Exercise goal -> Copy out all the lines in the records that include the word "iter".
* * *
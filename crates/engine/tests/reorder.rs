use sea_orm::{ConnectionTrait, Database, DatabaseConnection, Statement};

use engine::{Engine, EngineError};
use migration::MigratorTrait;

/// A migrated in-memory database with categories at the given sequence
/// numbers, plus the ids in insertion order.
async fn engine_with_seqs(seqs: &[i32]) -> (Engine, DatabaseConnection, Vec<i32>) {
    let db = Database::connect("sqlite::memory:").await.unwrap();
    migration::Migrator::up(&db, None).await.unwrap();

    let backend = db.get_database_backend();
    for (i, seq) in seqs.iter().enumerate() {
        db.execute(Statement::from_sql_and_values(
            backend,
            "INSERT INTO categories (name, sequence_no) VALUES (?, ?)",
            vec![format!("Cat{i}").into(), (*seq).into()],
        ))
        .await
        .unwrap();
    }

    let rows = db
        .query_all(Statement::from_string(
            backend,
            "SELECT id FROM categories ORDER BY id",
        ))
        .await
        .unwrap();
    let ids = rows
        .iter()
        .map(|row| row.try_get::<i32>("", "id").unwrap())
        .collect();

    let engine = Engine::builder().database(db.clone()).build().await.unwrap();
    (engine, db, ids)
}

/// `(id, sequence_no)` pairs straight from the store, display order.
async fn stored_order(db: &DatabaseConnection) -> Vec<(i32, i32)> {
    let rows = db
        .query_all(Statement::from_string(
            db.get_database_backend(),
            "SELECT id, sequence_no FROM categories ORDER BY sequence_no, id",
        ))
        .await
        .unwrap();
    rows.iter()
        .map(|row| {
            (
                row.try_get::<i32>("", "id").unwrap(),
                row.try_get::<i32>("", "sequence_no").unwrap(),
            )
        })
        .collect()
}

#[tokio::test]
async fn forward_move_rotates_sequence_numbers_within_range() {
    let seqs = [0, 2, 6, 8, 9, 10, 11, 12];
    let (mut engine, db, ids) = engine_with_seqs(&seqs).await;

    engine.reorder_category(ids[1], ids[4], true).await.unwrap();

    // The moved item lands on the destination's number, the items in
    // between shift one number down; the existing holes survive and
    // nothing outside the range changes.
    let expected = vec![
        (ids[0], 0),
        (ids[2], 2),
        (ids[3], 6),
        (ids[4], 8),
        (ids[1], 9),
        (ids[5], 10),
        (ids[6], 11),
        (ids[7], 12),
    ];
    assert_eq!(stored_order(&db).await, expected);
    assert_eq!(
        engine.category_ids(),
        &[ids[0], ids[2], ids[3], ids[4], ids[1], ids[5], ids[6], ids[7]]
    );
}

#[tokio::test]
async fn backward_move_rotates_sequence_numbers_within_range() {
    let seqs = [0, 1, 2, 3, 4, 5, 6, 7];
    let (mut engine, db, ids) = engine_with_seqs(&seqs).await;

    engine.reorder_category(ids[4], ids[1], false).await.unwrap();

    let expected = vec![
        (ids[0], 0),
        (ids[4], 1),
        (ids[1], 2),
        (ids[2], 3),
        (ids[3], 4),
        (ids[5], 5),
        (ids[6], 6),
        (ids[7], 7),
    ];
    assert_eq!(stored_order(&db).await, expected);
    assert_eq!(
        engine.category_ids(),
        &[ids[0], ids[4], ids[1], ids[2], ids[3], ids[5], ids[6], ids[7]]
    );
}

#[tokio::test]
async fn adjacent_swap_exchanges_the_two_numbers() {
    let (mut engine, db, ids) = engine_with_seqs(&[3, 7]).await;

    engine.reorder_category(ids[0], ids[1], true).await.unwrap();

    assert_eq!(stored_order(&db).await, vec![(ids[1], 3), (ids[0], 7)]);
    assert_eq!(engine.category_ids(), &[ids[1], ids[0]]);
}

#[tokio::test]
async fn move_onto_itself_is_a_no_op() {
    let (mut engine, db, ids) = engine_with_seqs(&[0, 1, 2]).await;

    engine.reorder_category(ids[1], ids[1], true).await.unwrap();

    assert_eq!(
        stored_order(&db).await,
        vec![(ids[0], 0), (ids[1], 1), (ids[2], 2)]
    );
    assert_eq!(engine.category_ids(), &[ids[0], ids[1], ids[2]]);
}

#[tokio::test]
async fn unknown_id_is_rejected_before_touching_the_store() {
    let (mut engine, db, ids) = engine_with_seqs(&[0, 1]).await;

    let err = engine.reorder_category(ids[0], 999, true).await.unwrap_err();
    assert!(matches!(err, EngineError::KeyNotFound(_)));

    assert_eq!(stored_order(&db).await, vec![(ids[0], 0), (ids[1], 1)]);
}

#[tokio::test]
async fn stale_cache_fails_and_leaves_store_and_cache_untouched() {
    let (mut engine, db, ids) = engine_with_seqs(&[0, 1, 2, 3]).await;

    // Move a row behind the cache's back so the cached order and the
    // direction flag derived from it no longer match the store.
    db.execute(Statement::from_sql_and_values(
        db.get_database_backend(),
        "UPDATE categories SET sequence_no = ? WHERE id = ?",
        vec![(-5).into(), ids[2].into()],
    ))
    .await
    .unwrap();

    let err = engine
        .reorder_category(ids[0], ids[2], true)
        .await
        .unwrap_err();
    assert!(matches!(err, EngineError::Inconsistent(_)));

    // Cache kept its pre-move view; the store kept the tampered numbers.
    assert_eq!(engine.category_ids(), &[ids[0], ids[1], ids[2], ids[3]]);
    assert_eq!(
        stored_order(&db).await,
        vec![(ids[2], -5), (ids[0], 0), (ids[1], 1), (ids[3], 3)]
    );
}

#[tokio::test]
async fn failed_write_mid_transaction_rolls_back_store_and_keeps_cache() {
    let (mut engine, db, ids) = engine_with_seqs(&[0, 1, 2, 3]).await;

    // Abort the last point update of the move (the one assigning number
    // 1), after the first two already went through inside the
    // transaction.
    db.execute(Statement::from_string(
        db.get_database_backend(),
        "CREATE TRIGGER block_seq BEFORE UPDATE ON categories \
         WHEN NEW.sequence_no = 1 \
         BEGIN SELECT RAISE(ABORT, 'boom'); END",
    ))
    .await
    .unwrap();

    let err = engine
        .reorder_category(ids[0], ids[2], true)
        .await
        .unwrap_err();
    assert!(matches!(err, EngineError::Database(_)));

    // The partial updates were rolled back and the cache never heard
    // about the move.
    assert_eq!(
        stored_order(&db).await,
        vec![(ids[0], 0), (ids[1], 1), (ids[2], 2), (ids[3], 3)]
    );
    assert_eq!(engine.category_ids(), &[ids[0], ids[1], ids[2], ids[3]]);
}

#[tokio::test]
async fn sub_category_move_leaves_other_scopes_alone() {
    let db = Database::connect("sqlite::memory:").await.unwrap();
    migration::Migrator::up(&db, None).await.unwrap();
    let mut engine = Engine::builder().database(db.clone()).build().await.unwrap();

    let food = engine.add_category("Food").await.unwrap();
    let bills = engine.add_category("Bills").await.unwrap();
    let lunch = engine.add_sub_category(food, "Lunch").await.unwrap();
    let dinner = engine.add_sub_category(food, "Dinner").await.unwrap();
    let water = engine.add_sub_category(bills, "Water").await.unwrap();

    let bills_before = engine.sub_category_ids(bills).unwrap().to_vec();
    let categories_before = engine.category_ids().to_vec();

    engine
        .reorder_sub_category(food, dinner, lunch, false)
        .await
        .unwrap();

    let food_subs = engine.sub_category_ids(food).unwrap();
    assert_eq!(food_subs.last(), Some(&lunch));
    assert_eq!(engine.sub_category_ids(bills).unwrap(), bills_before);
    assert_eq!(engine.category_ids(), categories_before);
    assert!(engine.sub_category_ids(bills).unwrap().contains(&water));
}

#[tokio::test]
async fn rebuilt_engine_sees_the_same_order_as_the_cache() {
    let (mut engine, db, ids) = engine_with_seqs(&[0, 2, 6, 8, 9]).await;

    engine.reorder_category(ids[1], ids[3], true).await.unwrap();
    engine.reorder_category(ids[4], ids[0], false).await.unwrap();

    let rebuilt = Engine::builder().database(db).build().await.unwrap();
    assert_eq!(rebuilt.category_ids(), engine.category_ids());
}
* * *
Output of the exercise ->
    for (i, seq) in seqs.iter().enumerate() {
        .iter()
    rows.iter()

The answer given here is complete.